Rate Ranges by Experience Level
ZipRecruiter's April 2026 dataset puts the national average freelance video editor salary at $65,728 per year — about $31.60 an hour if you assume 40 billable hours a week, every week. No freelancer actually bills that consistently. Adjusted for realistic billable days (100–150 per year), that average income requires a day rate of $440–$660 just to maintain it.
Entry-level editors (0–2 years) land in the $300–$500 range, often doing YouTube, social media, and corporate content. Once you have a real reel and consistent client relationships, $500–$800 is achievable. Senior editors with strong commercial or episodic credits move into $800–$1,200 territory. The commercial specialist tier — editors with a track record on national brands — tops out around $1,200–$1,500 for non-union work.
ZipRecruiter's 90th percentile sits at $101,000 per year — roughly $800–$1,000 per billable day at realistic volume. That is the income level a senior editor who consistently lands the right clients can reach without union work.
Day Rate vs. Hourly vs. Project Rate
The Cutjamm survey asked 201 editors how they prefer to price their work. The results split fairly evenly across models, but the framing matters.
Source: Cutjamm 2025 Video Editor Salary Survey, 201 respondents, Q4 2024.
When day rate works
Multi-day projects, narrative and documentary work, post house bookings, episodic television — anywhere the client needs you in a chair for a defined number of days. Day rates remove clock-watching friction and establish clear expectations on both sides. The standard question to settle: does your day rate cover 8 hours or 10? Define it in writing, then specify your overtime rate for anything beyond that.
When hourly works
Short gigs, undefined scope, facility bookings. The standard in professional markets is a 4-hour minimum — you do not take a call for less than that, regardless of how short the actual session runs. A $75/hour rate on a 4-hour minimum is $300 regardless of whether the session ends at hour two. That protects your time from being filled with unprofitable micro-jobs.
When project rate works
YouTube, social media packages, corporate videos with a clearly defined deliverable. Project rates reward efficiency — a fast editor earns more per hour than a slow one on the same job. The trap is scope creep. Define the deliverable, the number of included revision rounds (two or three is standard), and what additional revisions cost. A common rate structure: $200 per additional revision round after the included ones. Without that language, a flat-fee project can quietly become your worst-paying job.
When retainer works
Ongoing relationships with brands, agencies, or YouTube channels. The Cutjamm survey found the average retainer runs $1,206/month — low, suggesting most retainers are underpriced relative to the volume of work they cover. A sustainable retainer specifies the number of deliverables and revision cycles included per month, with overage rates for anything beyond that.
Rates by Production Type
The production type tells you the budget class and sets your ceiling. An editor who works exclusively in corporate and branded content will price differently than one targeting commercial agencies — and both should price differently than someone doing YouTube editorial.

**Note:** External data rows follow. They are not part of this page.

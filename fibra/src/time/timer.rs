use crate::context;
use std::cmp::Reverse;
use std::collections::{BinaryHeap, HashMap};
use std::fmt;
use std::time::{Duration, Instant};

pub(crate) type Callback = Box<dyn FnOnce()>;

/// Identifies a timer armed with [`set_timeout`].
#[derive(Debug, Clone, Copy, PartialEq, Eq, Hash, PartialOrd, Ord)]
pub struct TimerId(u64);

/// Timers of the runtime, ordered by deadline.
///
/// Cancelling only removes the callback. The heap entry stays behind and is
/// skipped once it reaches the top.
pub(crate) struct TimerHeap {
    deadlines: BinaryHeap<Reverse<(Instant, TimerId)>>,
    callbacks: HashMap<TimerId, Callback>,
    next_id: u64,
}

impl TimerHeap {
    pub(crate) fn new() -> Self {
        Self {
            deadlines: BinaryHeap::new(),
            callbacks: HashMap::new(),
            next_id: 0,
        }
    }

    pub(crate) fn insert(&mut self, deadline: Instant, callback: Callback) -> TimerId {
        let id = TimerId(self.next_id);
        self.next_id += 1;

        self.deadlines.push(Reverse((deadline, id)));
        self.callbacks.insert(id, callback);
        id
    }

    /// Returns true if the timer was still armed.
    pub(crate) fn cancel(&mut self, id: TimerId) -> bool {
        self.callbacks.remove(&id).is_some()
    }

    pub(crate) fn next_deadline(&mut self) -> Option<Instant> {
        self.prune();
        self.deadlines.peek().map(|Reverse((deadline, _))| *deadline)
    }

    /// Removes every timer whose deadline is at or before `now` and returns
    /// their callbacks in deadline order. Callbacks are run by the caller,
    /// outside of any borrow of the heap.
    pub(crate) fn pop_expired(&mut self, now: Instant) -> Vec<Callback> {
        let mut expired = Vec::new();

        while let Some(Reverse((deadline, id))) = self.deadlines.peek().copied() {
            if deadline > now {
                break;
            }

            self.deadlines.pop();
            if let Some(callback) = self.callbacks.remove(&id) {
                expired.push(callback);
            }
        }

        expired
    }

    pub(crate) fn len(&self) -> usize {
        self.callbacks.len()
    }

    pub(crate) fn is_empty(&self) -> bool {
        self.callbacks.is_empty()
    }

    fn prune(&mut self) {
        while let Some(Reverse((_, id))) = self.deadlines.peek() {
            if self.callbacks.contains_key(id) {
                break;
            }
            self.deadlines.pop();
        }
    }
}

impl fmt::Debug for TimerHeap {
    fn fmt(&self, f: &mut fmt::Formatter<'_>) -> fmt::Result {
        f.debug_struct("TimerHeap")
            .field("armed", &self.len())
            .field("next_id", &self.next_id)
            .finish()
    }
}

/// Runs `f` on the loop thread once `delay` elapsed.
///
/// The callback runs outside of any task. The timer keeps the loop alive until
/// it fired or was cleared with [`clear_timeout`].
///
/// # Panics
///
/// Panics when called outside a runtime.
#[track_caller]
pub fn set_timeout<F>(delay: Duration, f: F) -> TimerId
where
    F: FnOnce() + 'static,
{
    let deadline = deadline_after(Instant::now(), delay);
    context::with_core(|core| core.timers.borrow_mut().insert(deadline, Box::new(f)))
}

// Roughly 30 years, same horizon tokio uses for an unreachable deadline.
const FAR_FUTURE: Duration = Duration::from_secs(86400 * 365 * 30);

// `Duration::MAX` is a common way to say "no deadline", it must not overflow.
fn deadline_after(now: Instant, delay: Duration) -> Instant {
    now.checked_add(delay)
        .or_else(|| now.checked_add(FAR_FUTURE))
        .unwrap_or(now)
}

/// Disarms a timer. Returns false if it already fired, was already cleared,
/// or the runtime is gone.
pub fn clear_timeout(id: TimerId) -> bool {
    context::try_with_core(|core| core.timers.borrow_mut().cancel(id)).unwrap_or(false)
}

/// Runs `f` on the next loop iteration, before timers and ready tasks.
///
/// # Panics
///
/// Panics when called outside a runtime.
#[track_caller]
pub fn defer<F>(f: F)
where
    F: FnOnce() + 'static,
{
    context::with_core(|core| core.defer(Box::new(f)));
}

#[cfg(test)]
mod tests {
    use super::*;
    use crate as fibra;
    use anyhow::Result;
    use std::cell::RefCell;
    use std::rc::Rc;

    fn noop() -> Callback {
        Box::new(|| {})
    }

    #[test]
    fn test_heap_pops_in_deadline_order() {
        let mut heap = TimerHeap::new();
        let now = Instant::now();
        let order = Rc::new(RefCell::new(Vec::new()));

        for (name, offset) in [("c", 30), ("a", 10), ("b", 20)] {
            let order = Rc::clone(&order);
            heap.insert(
                now + Duration::from_millis(offset),
                Box::new(move || order.borrow_mut().push(name)),
            );
        }

        assert_eq!(heap.next_deadline(), Some(now + Duration::from_millis(10)));
        assert!(heap.pop_expired(now).is_empty());

        for callback in heap.pop_expired(now + Duration::from_millis(20)) {
            callback();
        }
        assert_eq!(*order.borrow(), vec!["a", "b"]);
        assert_eq!(heap.len(), 1);
    }

    #[test]
    fn test_cancelled_timer_never_fires() {
        let mut heap = TimerHeap::new();
        let now = Instant::now();

        let first = heap.insert(now, noop());
        let second = heap.insert(now + Duration::from_millis(5), noop());

        assert!(heap.cancel(first));
        assert!(!heap.cancel(first));
        assert_eq!(heap.next_deadline(), Some(now + Duration::from_millis(5)));

        assert!(heap.cancel(second));
        assert!(heap.is_empty());
        assert_eq!(heap.next_deadline(), None);
        assert!(heap.pop_expired(now + Duration::from_secs(1)).is_empty());
    }

    #[fibra::test]
    async fn test_defer_runs_before_timers() -> Result<()> {
        let order = Rc::new(RefCell::new(Vec::new()));

        let (a, b, c) = (Rc::clone(&order), Rc::clone(&order), Rc::clone(&order));
        set_timeout(Duration::ZERO, move || a.borrow_mut().push("timer"));
        defer(move || b.borrow_mut().push("deferred"));
        let cleared = set_timeout(Duration::ZERO, move || c.borrow_mut().push("cleared"));
        assert!(clear_timeout(cleared));

        fibra::sleep(Duration::from_millis(5)).await?;
        assert_eq!(*order.borrow(), vec!["deferred", "timer"]);
        Ok(())
    }

    #[test]
    fn test_deadline_saturates_on_overflow() {
        let now = Instant::now();
        assert_eq!(deadline_after(now, Duration::from_millis(5)), now + Duration::from_millis(5));
        assert_eq!(deadline_after(now, Duration::MAX), now + FAR_FUTURE);
    }

    #[fibra::test]
    async fn test_unbounded_timer_can_be_cleared() -> Result<()> {
        let id = set_timeout(Duration::MAX, || panic!("never fires"));
        assert!(clear_timeout(id));
        Ok(())
    }

    #[test]
    fn test_clear_timeout_outside_runtime() {
        assert!(!clear_timeout(TimerId(0)));
    }
}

| Production Type | Day Rate Range | Notes |
|---|---|---|
| Commercial (national/major brand) | $1,200–$1,500 | Highest-paying freelance category |
| TV / Streaming (episodic) | $750–$1,000 | Union scale is the floor; weekly rates common |
| Narrative Feature (non-union) | $500–$900 | Below union, offset by longer engagements |
| Branded Content / Corporate | $650–$900 | Mid-market mainstay; Fortune 500 pays like commercial |
| Documentary | $400–$800 | Passion project discounting is common |
| News / Broadcast | $400–$500 | Established budget structures with lower ceiling |
| YouTube / Creator Content | $300–$500 | Per-video or retainer more common than day rate |
| Social Media / Short-form | $150–$350 | Commoditized; platform competition heavy |
Corporate and branded content is where most freelance editors outside of LA and NYC find consistent work. Fortune 500 internal productions and agency-produced brand campaigns pay well; small business content compresses rates fast. Documentary work rewards patience over rate — the money is modest but the engagements tend to be longer and more interesting.
Union Rates (IATSE Local 700)
IATSE Local 700 represents editors, colorists, VFX artists, and post-production professionals. The 2024–27 Majors Agreement sets hard minimums for union productions. On studio features and network television, these are contractual floors — most working editors negotiate overscale above them.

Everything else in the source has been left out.